Computationally similar functions result in different behavior. Am I missing someting wrt to autograd

I have to refactor a old physics informed neural network code for further experiments. The old code is in notebook form and has lot of explicit computational expressions. As you can see in the new implementation, it is much more flexible which is necessary for our work right now. The following are two snippets of a function that I found out to be the culprit. I have replaced all the old code with new code incrementally and test out by training the model and comparing metrics and visualizing the functions modeled by the PINN. All of my new code changes have no unintended effect and reproduce the results of old notebook with error differences in the order of 1e-5.

Only when I use the new net_f function as defined in the training the training gets slow by a large measure. For instance with old notebook’s net_f by 1900 iterations, the error reached 1e-03 range where as using new net_f definition below the error is still in 1e-1 range.

Both implementation use the LBFGS optimizer with following config

    # optimizers: using the same settings
          self.optimizer = torch.optim.LBFGS(
              self.dnn.parameters(),
              lr=1.0,
              max_iter=50000,
              max_eval=50000,
              history_size=50,
              tolerance_grad=1e-5,
              tolerance_change=1.0 * np.finfo(float).eps,
              line_search_fn="strong_wolfe"       # can be "strong_wolfe"
          )

Note: The names is just string uvpsab

   def cleave_and_name(self, input_tensor):
       return OrderedDict([(name, input_tensor[:, i:j])
                           for name, i, j in zip(self.names,
                                                 range(NCOMP),
                                                 range(1, NCOMP+1))])
   def name_the_tensors(self, tensors):
       return OrderedDict([(name, i) for name, i in zip(self.names, tensors)])

   def net_f(self, x, t):
       """ The pytorch autograd version of calculating residual """
       y = self.net_u(x, t)

       F = self.cleave_and_name(y).values()

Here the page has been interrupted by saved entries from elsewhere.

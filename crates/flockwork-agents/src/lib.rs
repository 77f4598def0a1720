//! Agent runtime, steering behaviors, and behavioral state machine for the
//! Flockwork simulation.
//!
//! Agents are self-contained: they never reference each other directly.
//! Everything they see of the world arrives through an
//! [`AgentContext`](context::AgentContext), and everything they want to
//! tell others leaves as a [`Message`](flockwork_types::Message).
//!
//! # Modules
//!
//! - [`agent`] -- The [`Agent`] type: update loop, message dispatch,
//!   integration.
//! - [`config`] -- Per-agent tunables ([`AgentParams`]).
//! - [`context`] -- Neighbor source, path-follower delegate, and the
//!   per-update context.
//! - [`error`] -- Error types for agent construction.
//! - [`fsm`] -- Behavioral states and their hooks.
//! - [`steering`] -- Pure steering behaviors and the weighted behavior list.

pub mod agent;
mod body;
pub mod config;
pub mod context;
pub mod error;
pub mod fsm;
pub mod steering;

// Re-export primary types at crate root.
pub use agent::Agent;
pub use config::AgentParams;
pub use context::{AgentContext, Neighbor, NeighborList, NeighborSource, PathFollower};
pub use error::AgentError;
pub use fsm::{MessageOutcome, Pursuit, StateData, StateMachine};
pub use steering::{Behavior, FlockingProfile, SteeringAgent, SteeringTarget, WeightedBehavior};
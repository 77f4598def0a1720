//! Headless runner for the Flockwork simulation.
//!
//! Loads configuration, builds an arena with obstacles, spawns a scenario,
//! and runs the fixed-step tick loop for the configured number of ticks.
//! The final tick summary is printed to stdout as JSON.
//!
//! # Startup Sequence
//!
//! 1. Load configuration from `$FLOCKWORK_CONFIG` (defaults otherwise)
//! 2. Initialize structured logging (tracing)
//! 3. Scatter obstacles and create the simulation world
//! 4. Spawn the flock, the gatherers, and the escort formation
//! 5. Run the tick loop
//! 6. Print the final summary

mod error;
mod spawner;

use std::path::{Path, PathBuf};

use flockwork_core::{SimulationConfig, SimulationWorld, TickSummary};
use tracing::{debug, info};
use tracing_subscriber::EnvFilter;

use crate::error::EngineError;
use crate::spawner::{Scatter, ScenarioConfig};

/// Environment variable naming the YAML config file.
const CONFIG_ENV: &str = "FLOCKWORK_CONFIG";

/// Ticks between two progress lines.
const PROGRESS_INTERVAL: u64 = 100;

/// Application entry point.
///
/// # Errors
///
/// Returns an error if any initialization step or the run itself fails.
fn main() -> Result<(), Box<dyn std::error::Error>> {
    // 1. Load configuration.
    let path = std::env::var_os(CONFIG_ENV).map(PathBuf::from);
    let config = load_config(path.as_deref())?;
    let scenario = load_scenario_config(path.as_deref())?;

    // 2. Initialize structured logging. RUST_LOG wins over the config.
    tracing_subscriber::fmt()
        .with_env_filter(
            EnvFilter::try_from_default_env().unwrap_or_else(|_| EnvFilter::new(&config.logging.level)),
        )
        .with_target(true)
        .init();

    let source = path.as_ref().map_or_else(|| String::from("<defaults>"), |p| p.display().to_string());
    info!(
        config = %source,
        seed = config.world.seed,
        fixed_dt = config.world.fixed_dt,
        tick_count = config.world.tick_count,
        "flockwork-engine starting"
    );

    // 3. Obstacles and world.
    let mut scatter = Scatter::new(&scenario, config.world.seed);
    let obstacles = spawner::build_obstacles(&scenario, &mut scatter)?;
    info!(pillars = obstacles.len(), "Obstacles placed");
    let tick_count = config.world.tick_count;
    let mut world = SimulationWorld::new(config, Some(Box::new(obstacles)))?;

    // 4. Scenario.
    let spawned = spawner::spawn_scenario(&scenario, &mut world, &mut scatter)?;
    debug!(formation = ?spawned.formation, "Escort formation ready");

    // 5. Tick loop.
    let summary = run(&mut world, tick_count)?;

    // 6. Report.
    let stats = world.message_stats();
    let cache = world.cache_stats();
    info!(
        ticks = world.clock().tick(),
        sent = stats.sent,
        delivered = stats.delivered,
        dropped = stats.dropped,
        cache_hits = cache.hits,
        cache_misses = cache.misses,
        "Run complete"
    );
    if let Some(summary) = summary {
        println!("{}", serde_json::to_string_pretty(&summary).map_err(EngineError::from)?);
    }
    Ok(())
}

/// Drive `ticks` fixed steps, logging progress periodically.
fn run(world: &mut SimulationWorld, ticks: u64) -> Result<Option<TickSummary>, EngineError> {
    let mut last = None;
    for _ in 0..ticks {
        let summary = world.step()?;
        if summary.tick.checked_rem(PROGRESS_INTERVAL) == Some(0) {
            info!(
                tick = summary.tick,
                time = summary.time,
                alive = summary.alive,
                delivered = summary.messages_delivered,
                batch = summary.batch_used,
                "Progress"
            );
        }
        last = Some(summary);
    }
    Ok(last)
}

/// Load the simulation config from `path`, or use defaults.
fn load_config(path: Option<&Path>) -> Result<SimulationConfig, EngineError> {
    match path {
        Some(path) => Ok(SimulationConfig::from_file(path)?),
        None => Ok(SimulationConfig::default()),
    }
}

/// Load the `scenario` section of the config file at `path`.
///
/// A missing file path or a missing section yields the defaults.
fn load_scenario_config(path: Option<&Path>) -> Result<ScenarioConfig, EngineError> {
    let Some(path) = path else {
        return Ok(ScenarioConfig::default());
    };
    let contents = std::fs::read_to_string(path).map_err(|e| EngineError::Scenario {
        message: format!("failed to read config file: {e}"),
    })?;

    // Parse the full YAML and extract just the "scenario" section.
    let raw: serde_yml::Value = serde_yml::from_str(&contents).map_err(|e| EngineError::Scenario {
        message: format!("failed to parse config YAML: {e}"),
    })?;

    raw.get("scenario").map_or_else(
        || Ok(ScenarioConfig::default()),
        |section| {
            serde_yml::from_value(section.clone()).map_err(|e| EngineError::Scenario {
                message: format!("failed to parse scenario config: {e}"),
            })
        },
    )
}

       def compute_grad(diff, wrt):
           return torch.autograd.grad(diff, wrt,
                                      grad_outputs=torch.ones_like(diff),
                                      retain_graph=True,
                                      create_graph=True)[0]

       Ft = [compute_grad(i, t) for i in F]
       Fx = [compute_grad(i, x) for i in F]
       Fxx = [compute_grad(i, x) for i in Fx]

       def compute_output(f, f_t, f_xx, c1, c2, c1_sign):
           return f_t + (c1_sign * c1 * f_xx) + ((-1 * c1_sign) * c2 * f)

       N_F = len(F)
       SQ = sum([ i**2 for i in F ])
       C1 = [0.5] * N_F
       C2 = [SQ] * N_F
       C1_SIGN = [pow(-1, i) for i in range(1, N_F+1)]

       F_output = [compute_output(*i)
                   for i in zip(F, Ft, Fxx, C1, C2, C1_SIGN)]

       return self.name_the_tensors(F_output)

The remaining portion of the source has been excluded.